Text Extraction
Generator provides the ability to extract the text content from your learning materials. This feature allows you to retrieve the parsed text from any piece of content that has been imported into Generator, making it useful for analysis, processing, or integration with external systems.
The text extraction endpoint supports multiple output formats, each designed for different use cases:
- TEXT: Returns the entire course’s text as plain text
- JSON: Returns the text broken up by location, including estimated token sizes
- VTT: Returns the transcription in WebVTT format (only available for content that required transcription, such as MP3 and MP4 files)
Text Extraction via the API
Text extraction is performed through the GET /api/v1/content/{content_id}/versions/{version}/text endpoint.
The following information is required with each request:
- content_id: path parameter that specifies the content identifier
- version: path parameter that specifies the version of the content
- tenant_id: header that specifies the tenant identifier
The following information is optional:
- format: query parameter that specifies the output format. Accepts
text,json, orvtt. Default value istext. - include_interactions: query parameter that specifies whether to include interaction data in the response. Default value is
false. See the Interactions section below for more information.
Response Formats
TEXT Format
When using the text format, Generator returns the entire course’s text as a single plain text string. The response body contains the full text of the course as plain text, with a Content-Type of text/plain.
By default, interactions are excluded from the text. When include_interactions=true is specified, the interaction text (such as questions and answer choices) will be included in the course text at the location where the interaction appears.
This format is useful when you need the complete text content in a simple, readable format without any additional structure or metadata.
Example Response:
Welcome to this course on advanced topics...
In this chapter, we will explore...
Now that we understand the basics...
JSON Format
When using the json format, Generator returns the text broken up by location, with each location including its text content and an estimated token count. The response has a Content-Type header of application/json.
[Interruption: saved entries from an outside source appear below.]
use telecat::events::{LoadReport, SlideshowEvent};
use telecat::playlist::{TokenSource, UrlPlan};
use telecat::tasks::slideshow::{self, SlideshowSession};
use tokio::sync::mpsc;
use tokio_util::sync::CancellationToken;

fn plan(total: u32, caption: &str) -> UrlPlan {
    UrlPlan::build(
        "https://cataas.com",
        400,
        400,
        total,
        caption,
        &mut TokenSource::with_seed(42),
    )
}

#[tokio::test(start_paused = true)]
async fn driver_emits_full_session_and_stops() {
    let (events_tx, mut events_rx) = mpsc::channel::<SlideshowEvent>(64);
    let (_reports_tx, reports_rx) = mpsc::channel::<LoadReport>(4);
    let cancel = CancellationToken::new();

    let handle = tokio::spawn(slideshow::run(
        SlideshowSession::new(),
        plan(3, "hi"),
        reports_rx,
        events_tx,
        cancel,
    ));

    let mut events = Vec::new();
    while let Some(event) = events_rx.recv().await {
        events.push(event);
    }
    handle.await.unwrap().unwrap();

    let times: Vec<u32> = events
        .iter()
        .filter_map(|event| match event {
            SlideshowEvent::TimeUpdate(t) => Some(*t),
            _ => None,
        })
        .collect();
    assert_eq!(times, (0..=12).rev().collect::<Vec<u32>>());

    let indices: Vec<usize> = events
        .iter()
        .filter_map(|event| match event {
            SlideshowEvent::ImageChanged { index, .. } => Some(*index),
            _ => None,
        })
        .collect();
    assert_eq!(indices, vec![0, 1, 2]);

    assert_eq!(
        events.last(),
        Some(&SlideshowEvent::NextActionEnabled(true))
    );
}

#[tokio::test(start_paused = true)]
async fn teardown_stops_the_countdown_without_finishing() {
    let (events_tx, mut events_rx) = mpsc::channel::<SlideshowEvent>(64);
    let (_reports_tx, reports_rx) = mpsc::channel::<LoadReport>(4);
    let cancel = CancellationToken::new();

    let handle = tokio::spawn(slideshow::run(
        SlideshowSession::new(),
        plan(5, ""),
        reports_rx,
        events_tx,
        cancel.clone(),
    ));

    // Let a few ticks through, then tear down.
    let mut events = Vec::new();
    while events
        .iter()
        .filter(|e| matches!(e, SlideshowEvent::TimeUpdate(_)))
        .count()
        < 4
    {
        events.push(events_rx.recv().await.expect("driver closed early"));
    }
    cancel.cancel();
    // Teardown must be safe to repeat.
    cancel.cancel();

    while let Some(event) = events_rx.recv().await {
        events.push(event);
    }
    handle.await.unwrap().unwrap();

    assert!(
        !events.contains(&SlideshowEvent::NextActionEnabled(true)),
        "torn-down session must not report completion"
    );
}

#[tokio::test(start_paused = true)]
async fn load_failures_surface_without_altering_the_countdown() {
    let (events_tx, mut events_rx) = mpsc::channel::<SlideshowEvent>(64);
    let (reports_tx, reports_rx) = mpsc::channel::<LoadReport>(4);
    let cancel = CancellationToken::new();

    let handle = tokio::spawn(slideshow::run(
        SlideshowSession::new(),
        plan(2, ""),
        reports_rx,
        events_tx,
        cancel,
    ));

    reports_tx
        .send(LoadReport::Failure { index: 0 })
        .await
        .unwrap();

    let mut events = Vec::new();
    while let Some(event) = events_rx.recv().await {
        events.push(event);
    }
    handle.await.unwrap().unwrap();

    assert!(
        events
            .iter()
            .any(|e| matches!(e, SlideshowEvent::LoadError(_))),
        "load failure must surface a generic error event"
    );

    // The countdown ran to completion regardless of the failure.
    let times: Vec<u32> = events
        .iter()
        .filter_map(|event| match event {
            SlideshowEvent::TimeUpdate(t) => Some(*t),
            _ => None,
        })
        .collect();
    assert_eq!(times, (0..=8).rev().collect::<Vec<u32>>());
    assert_eq!(
        events.last(),
        Some(&SlideshowEvent::NextActionEnabled(true))
    );
}

#[tokio::test(start_paused = true)]
async fn successful_load_reports_are_acknowledged_silently() {
    let (events_tx, mut events_rx) = mpsc::channel::<SlideshowEvent>(64);
    let (reports_tx, reports_rx) = mpsc::channel::<LoadReport>(4);
    let cancel = CancellationToken::new();

    let handle = tokio::spawn(slideshow::run(
        SlideshowSession::new(),
        plan(1, ""),
        reports_rx,
        events_tx,
        cancel,
    ));

    reports_tx
        .send(LoadReport::Success { index: 0 })
        .await
        .unwrap();

    let mut events = Vec::new();
    while let Some(event) = events_rx.recv().await {
        events.push(event);
    }
    handle.await.unwrap().unwrap();

    assert!(
        !events
            .iter()
            .any(|e| matches!(e, SlideshowEvent::LoadError(_)))
    );
}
The JSON response follows this schema:
- locations: a dictionary where each key is a location string and each value is a
TextLocationResponseobject containing:- text: the text content for that location
- token_estimation: an estimated token count for the text at that location
- interactions: (optional) an array of interaction objects. This field is only present when
include_interactions=true. See the Interactions section for details on the interaction structure.
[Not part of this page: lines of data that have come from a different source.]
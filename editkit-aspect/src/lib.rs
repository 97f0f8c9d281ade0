//! Aspect-Ratio Geometry for the Video Editor's Toolkit
//!
//! Computes delivery dimensions when reframing footage to a different
//! aspect ratio, by cropping (trim the overshooting axis, lose pixels) or
//! padding (extend the short axis, keep every source pixel).
//!
//! # Quick Start
//!
//! ```rust
//! use editkit_aspect::{resize, AspectRatio, Dimensions, ResizeMethod};
//!
//! let source = Dimensions::new(1920, 1080);
//!
//! // Reframe widescreen to square for a social cut.
//! let cropped = resize(source, AspectRatio::SQUARE, ResizeMethod::Crop).unwrap();
//! assert_eq!(cropped, Dimensions::new(1080, 1080));
//!
//! let padded = resize(source, AspectRatio::SQUARE, ResizeMethod::Pad).unwrap();
//! assert_eq!(padded, Dimensions::new(1920, 1920));
//! ```

#![deny(missing_docs)]
#![deny(unsafe_code)]
#![warn(clippy::all)]

pub mod error;

pub use error::{AspectError, Result};

use serde::{Deserialize, Serialize};
use std::fmt;

/// Pixel dimensions of a frame.
#[derive(Debug, Clone, Copy, PartialEq, Eq, Hash, Serialize, Deserialize)]
pub struct Dimensions {
    /// Width in pixels.
    pub width: u32,
    /// Height in pixels.
    pub height: u32,
}

impl Dimensions {
    /// Create dimensions from width and height.
    #[must_use]
    pub const fn new(width: u32, height: u32) -> Self {
        Self { width, height }
    }

    /// Width divided by height.
    #[must_use]
    pub fn ratio(&self) -> f64 {
        self.width as f64 / self.height as f64
    }
}

impl fmt::Display for Dimensions {
    fn fmt(&self, f: &mut fmt::Formatter<'_>) -> fmt::Result {
        write!(f, "{}x{}", self.width, self.height)
    }
}

/// A target aspect ratio expressed as horizontal:vertical terms.
///
/// Terms are floating point so cinema ratios like 2.35:1 are expressible.
#[derive(Debug, Clone, Copy, PartialEq, Serialize, Deserialize)]
pub struct AspectRatio {
    /// Horizontal term.
    pub horizontal: f64,
    /// Vertical term.
    pub vertical: f64,
}

impl AspectRatio {
    /// 16:9 widescreen.
    pub const WIDESCREEN: AspectRatio = AspectRatio::new(16.0, 9.0);
    /// 1:1 square.
    pub const SQUARE: AspectRatio = AspectRatio::new(1.0, 1.0);
    /// 9:16 vertical.
    pub const VERTICAL: AspectRatio = AspectRatio::new(9.0, 16.0);
    /// 4:3 standard.
    pub const STANDARD: AspectRatio = AspectRatio::new(4.0, 3.0);
    /// 2.35:1 cinemascope.
    pub const CINEMASCOPE: AspectRatio = AspectRatio::new(2.35, 1.0);
    /// 21:9 ultrawide.
    pub const ULTRAWIDE: AspectRatio = AspectRatio::new(21.0, 9.0);
    /// 3:2 photo.
    pub const PHOTO: AspectRatio = AspectRatio::new(3.0, 2.0);

    /// The preset ratios offered by the calculator.
    pub const PRESETS: [AspectRatio; 7] = [
        Self::WIDESCREEN,
        Self::SQUARE,
        Self::VERTICAL,
        Self::STANDARD,
        Self::CINEMASCOPE,
        Self::ULTRAWIDE,
        Self::PHOTO,
    ];

    /// Create a custom ratio.
    #[must_use]
    pub const fn new(horizontal: f64, vertical: f64) -> Self {
        Self {
            horizontal,
            vertical,
        }
    }

    /// Horizontal divided by vertical.
    #[must_use]
    pub fn value(&self) -> f64 {
        self.horizontal / self.vertical
    }
}

/// How to reach the target ratio.
#[derive(Debug, Clone, Copy, PartialEq, Eq, Hash, Serialize, Deserialize)]
pub enum ResizeMethod {
    /// Trim the overshooting axis; output never exceeds the source.
    Crop,
    /// Extend the short axis; every source pixel is kept.
    Pad,
}

/// A named delivery resolution preset.
#[derive(Debug, Clone, Copy, PartialEq, Eq, Serialize, Deserialize)]
pub struct DeliveryPreset {
    /// Display name of the preset.
    pub name: &'static str,
    /// Frame dimensions.
    pub dimensions: Dimensions,
}

/// Common export resolutions offered alongside the ratio presets.
pub const DELIVERY_PRESETS: [DeliveryPreset; 6] = [
    DeliveryPreset {
        name: "4K UHD",
        dimensions: Dimensions::new(3840, 2160),
    },
    DeliveryPreset {
        name: "1080p",
        dimensions: Dimensions::new(1920, 1080),
    },
    DeliveryPreset {
        name: "720p",
        dimensions: Dimensions::new(1280, 720),
    },
    DeliveryPreset {
        name: "Instagram",
        dimensions: Dimensions::new(1080, 1080),
    },
    DeliveryPreset {
        name: "TikTok/Reels",
        dimensions: Dimensions::new(1080, 1920),
    },
    DeliveryPreset {
        name: "YouTube Shorts",
        dimensions: Dimensions::new(1080, 1920),
    },
];

/// Compute delivery dimensions for a target ratio.
///
/// Cropping keeps the axis that already fits and trims the other; padding
/// keeps both axes and extends the short one. The adjusted side is rounded
/// to the nearest pixel.
pub fn resize(
    source: Dimensions,
    target: AspectRatio,
    method: ResizeMethod,
) -> Result<Dimensions> {
    if source.width == 0 || source.height == 0 {
        return Err(AspectError::invalid_dimensions(source.width, source.height));
    }
    if target.horizontal <= 0.0 || target.vertical <= 0.0 {
        return Err(AspectError::invalid_ratio(
            target.horizontal,
            target.vertical,
        ));
    }

    let target_ratio = target.value();
    let wider_than_source = target_ratio > source.ratio();

    let result = match (method, wider_than_source) {
        // Target is wider: cropping trims height, padding extends width.
        (ResizeMethod::Crop, true) => Dimensions {
            width: source.width,
            height: (source.width as f64 / target_ratio).round() as u32,
        },
        (ResizeMethod::Pad, true) => Dimensions {
            width: (source.height as f64 * target_ratio).round() as u32,
            height: source.height,
        },
        // Target is narrower (or equal): the roles swap.
        (ResizeMethod::Crop, false) => Dimensions {
            width: (source.height as f64 * target_ratio).round() as u32,
            height: source.height,
        },
        (ResizeMethod::Pad, false) => Dimensions {
            width: source.width,
            height: (source.width as f64 / target_ratio).round() as u32,
        },
    };

    Ok(result)
}

#[cfg(test)]
mod tests {
    use super::*;
    use pretty_assertions::assert_eq;

    const HD: Dimensions = Dimensions::new(1920, 1080);

    #[test]
    fn test_matching_ratio_is_identity() {
        for method in [ResizeMethod::Crop, ResizeMethod::Pad] {
            let out = resize(HD, AspectRatio::WIDESCREEN, method).unwrap();
            assert_eq!(out, HD);
        }
    }

    #[test]
    fn test_crop_to_square() {
        let out = resize(HD, AspectRatio::SQUARE, ResizeMethod::Crop).unwrap();
        assert_eq!(out, Dimensions::new(1080, 1080));
    }

    #[test]
    fn test_pad_to_square() {
        let out = resize(HD, AspectRatio::SQUARE, ResizeMethod::Pad).unwrap();
        assert_eq!(out, Dimensions::new(1920, 1920));
    }

    #[test]
    fn test_crop_to_cinemascope() {
        // Wider target: width holds, height trims to 1920 / 2.35.
        let out = resize(HD, AspectRatio::CINEMASCOPE, ResizeMethod::Crop).unwrap();
        assert_eq!(out, Dimensions::new(1920, 817));
    }

    #[test]
    fn test_pad_to_cinemascope() {
        let out = resize(HD, AspectRatio::CINEMASCOPE, ResizeMethod::Pad).unwrap();
        assert_eq!(out, Dimensions::new(2538, 1080));
    }

    #[test]
    fn test_vertical_from_widescreen() {
        let out = resize(HD, AspectRatio::VERTICAL, ResizeMethod::Crop).unwrap();
        assert_eq!(out, Dimensions::new(608, 1080));
    }

    #[test]
    fn test_crop_never_exceeds_source() {
        for ratio in AspectRatio::PRESETS {
            let out = resize(HD, ratio, ResizeMethod::Crop).unwrap();
            assert!(out.width <= HD.width && out.height <= HD.height, "{ratio:?}");
        }
    }

    #[test]
    fn test_pad_never_loses_pixels() {
        for ratio in AspectRatio::PRESETS {
            let out = resize(HD, ratio, ResizeMethod::Pad).unwrap();
            assert!(out.width >= HD.width && out.height >= HD.height, "{ratio:?}");
        }
    }

    #[test]
    fn test_zero_dimensions_rejected() {
        let err = resize(
            Dimensions::new(0, 1080),
            AspectRatio::SQUARE,
            ResizeMethod::Crop,
        )
        .unwrap_err();
        assert!(matches!(err, AspectError::InvalidDimensions { .. }));
    }

    #[test]
    fn test_degenerate_ratio_rejected() {
        let err = resize(HD, AspectRatio::new(16.0, 0.0), ResizeMethod::Crop).unwrap_err();
        assert!(matches!(err, AspectError::InvalidRatio { .. }));
    }

    #[test]
    fn test_dimensions_display() {
        assert_eq!(HD.to_string(), "1920x1080");
    }

    #[test]
    fn test_serialization() {
        let json = serde_json::to_string(&HD).unwrap();
        let decoded: Dimensions = serde_json::from_str(&json).unwrap();
        assert_eq!(HD, decoded);
    }
}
- token_estimation: the total estimated token count for all locations
By default, interactions are excluded from the response. When include_interactions=true is specified, interactions are included in a separate interactions field for each location.
This format is useful when you need to understand the structure of the content, work with specific sections, need token count information for AI processing, or want to extract interaction data separately from the main text.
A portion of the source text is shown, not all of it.